What you have to do: These records need to be repeated exactly, every one of them.

Stored data:
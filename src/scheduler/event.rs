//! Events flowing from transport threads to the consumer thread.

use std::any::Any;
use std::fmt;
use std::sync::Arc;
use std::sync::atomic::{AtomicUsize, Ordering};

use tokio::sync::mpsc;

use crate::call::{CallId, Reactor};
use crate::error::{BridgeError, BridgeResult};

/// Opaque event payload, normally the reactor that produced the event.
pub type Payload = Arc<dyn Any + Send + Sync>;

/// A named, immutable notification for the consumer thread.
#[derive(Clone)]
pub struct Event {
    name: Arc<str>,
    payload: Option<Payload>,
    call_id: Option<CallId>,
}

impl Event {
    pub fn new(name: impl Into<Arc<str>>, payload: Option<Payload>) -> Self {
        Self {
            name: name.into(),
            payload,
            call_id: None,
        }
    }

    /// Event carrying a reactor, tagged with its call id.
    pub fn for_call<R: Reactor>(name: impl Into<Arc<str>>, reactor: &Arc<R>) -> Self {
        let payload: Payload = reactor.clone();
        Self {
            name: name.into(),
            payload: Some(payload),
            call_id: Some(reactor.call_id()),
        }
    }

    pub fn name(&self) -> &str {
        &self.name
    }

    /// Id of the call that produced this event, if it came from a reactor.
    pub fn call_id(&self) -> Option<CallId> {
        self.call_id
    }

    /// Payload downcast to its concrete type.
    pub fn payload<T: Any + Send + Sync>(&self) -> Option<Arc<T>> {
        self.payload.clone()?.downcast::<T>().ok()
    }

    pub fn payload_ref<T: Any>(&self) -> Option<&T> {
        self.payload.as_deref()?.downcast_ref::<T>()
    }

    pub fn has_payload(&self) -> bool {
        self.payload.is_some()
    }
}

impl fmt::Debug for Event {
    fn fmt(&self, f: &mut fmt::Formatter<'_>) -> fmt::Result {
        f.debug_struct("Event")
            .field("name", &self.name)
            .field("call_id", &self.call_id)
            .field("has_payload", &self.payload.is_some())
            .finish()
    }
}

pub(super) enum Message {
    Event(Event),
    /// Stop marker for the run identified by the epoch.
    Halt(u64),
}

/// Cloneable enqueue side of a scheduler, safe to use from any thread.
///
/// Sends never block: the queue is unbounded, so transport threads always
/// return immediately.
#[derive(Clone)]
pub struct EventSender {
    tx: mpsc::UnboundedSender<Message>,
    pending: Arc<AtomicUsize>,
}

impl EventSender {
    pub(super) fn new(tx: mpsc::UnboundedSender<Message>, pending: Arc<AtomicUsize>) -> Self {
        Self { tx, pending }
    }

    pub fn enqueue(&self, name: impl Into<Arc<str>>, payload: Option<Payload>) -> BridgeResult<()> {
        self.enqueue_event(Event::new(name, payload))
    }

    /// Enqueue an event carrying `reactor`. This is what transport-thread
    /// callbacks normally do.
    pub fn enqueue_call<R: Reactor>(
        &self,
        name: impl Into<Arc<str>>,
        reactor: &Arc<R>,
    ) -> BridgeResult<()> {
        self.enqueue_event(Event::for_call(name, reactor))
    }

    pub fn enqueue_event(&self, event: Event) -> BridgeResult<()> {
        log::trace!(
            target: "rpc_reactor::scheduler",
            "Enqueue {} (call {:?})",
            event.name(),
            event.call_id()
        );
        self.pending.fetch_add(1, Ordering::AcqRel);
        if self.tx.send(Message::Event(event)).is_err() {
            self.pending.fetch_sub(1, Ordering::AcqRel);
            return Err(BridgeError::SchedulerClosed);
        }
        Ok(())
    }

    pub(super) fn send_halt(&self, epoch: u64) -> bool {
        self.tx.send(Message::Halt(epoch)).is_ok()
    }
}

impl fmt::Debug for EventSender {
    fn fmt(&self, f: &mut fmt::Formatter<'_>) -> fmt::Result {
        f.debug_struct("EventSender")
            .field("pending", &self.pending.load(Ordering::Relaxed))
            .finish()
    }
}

Written solution:
filename src/scheduler/event.rs
//! Events flowing from transport threads to the consumer thread.

use std::any::Any;
use std::fmt;
use std::sync::Arc;
use std::sync::atomic::{AtomicUsize, Ordering};

use tokio::sync::mpsc;

use crate::call::{CallId, Reactor};
use crate::error::{BridgeError, BridgeResult};

/// Opaque event payload, normally the reactor that produced the event.
pub type Payload = Arc<dyn Any + Send + Sync>;

/// A named, immutable notification for the consumer thread.
#[derive(Clone)]
pub struct Event {
    name: Arc<str>,
    payload: Option<Payload>,
    call_id: Option<CallId>,
}

impl Event {
    pub fn new(name: impl Into<Arc<str>>, payload: Option<Payload>) -> Self {
        Self {
            name: name.into(),
            payload,
            call_id: None,
        }
    }

    /// Event carrying a reactor, tagged with its call id.
    pub fn for_call<R: Reactor>(name: impl Into<Arc<str>>, reactor: &Arc<R>) -> Self {
        let payload: Payload = reactor.clone();
        Self {
            name: name.into(),
            payload: Some(payload),
            call_id: Some(reactor.call_id()),
        }
    }

    pub fn name(&self) -> &str {
        &self.name
    }

    /// Id of the call that produced this event, if it came from a reactor.
    pub fn call_id(&self) -> Option<CallId> {
        self.call_id
    }

    /// Payload downcast to its concrete type.
    pub fn payload<T: Any + Send + Sync>(&self) -> Option<Arc<T>> {
        self.payload.clone()?.downcast::<T>().ok()
    }

    pub fn payload_ref<T: Any>(&self) -> Option<&T> {
        self.payload.as_deref()?.downcast_ref::<T>()
    }

    pub fn has_payload(&self) -> bool {
        self.payload.is_some()
    }
}

impl fmt::Debug for Event {
    fn fmt(&self, f: &mut fmt::Formatter<'_>) -> fmt::Result {
        f.debug_struct("Event")
            .field("name", &self.name)
            .field("call_id", &self.call_id)
            .field("has_payload", &self.payload.is_some())
            .finish()
    }
}

pub(super) enum Message {
    Event(Event),
    /// Stop marker for the run identified by the epoch.
    Halt(u64),
}

/// Cloneable enqueue side of a scheduler, safe to use from any thread.
///
/// Sends never block: the queue is unbounded, so transport threads always
/// return immediately.
#[derive(Clone)]
pub struct EventSender {
    tx: mpsc::UnboundedSender<Message>,
    pending: Arc<AtomicUsize>,
}

impl EventSender {
    pub(super) fn new(tx: mpsc::UnboundedSender<Message>, pending: Arc<AtomicUsize>) -> Self {
        Self { tx, pending }
    }

    pub fn enqueue(&self, name: impl Into<Arc<str>>, payload: Option<Payload>) -> BridgeResult<()> {
        self.enqueue_event(Event::new(name, payload))
    }

    /// Enqueue an event carrying `reactor`. This is what transport-thread
    /// callbacks normally do.
    pub fn enqueue_call<R: Reactor>(
        &self,
        name: impl Into<Arc<str>>,
        reactor: &Arc<R>,
    ) -> BridgeResult<()> {
        self.enqueue_event(Event::for_call(name, reactor))
    }

    pub fn enqueue_event(&self, event: Event) -> BridgeResult<()> {
        log::trace!(
            target: "rpc_reactor::scheduler",
            "Enqueue {} (call {:?})",
            event.name(),
            event.call_id()
        );
        self.pending.fetch_add(1, Ordering::AcqRel);
        if self.tx.send(Message::Event(event)).is_err() {
            self.pending.fetch_sub(1, Ordering::AcqRel);
            return Err(BridgeError::SchedulerClosed);
        }
        Ok(())
    }

    pub(super) fn send_halt(&self, epoch: u64) -> bool {
        self.tx.send(Message::Halt(epoch)).is_ok()
    }
}

impl fmt::Debug for EventSender {
    fn fmt(&self, f: &mut fmt::Formatter<'_>) -> fmt::Result {
        f.debug_struct("EventSender")
            .field("pending", &self.pending.load(Ordering::Relaxed))
            .finish()
    }
}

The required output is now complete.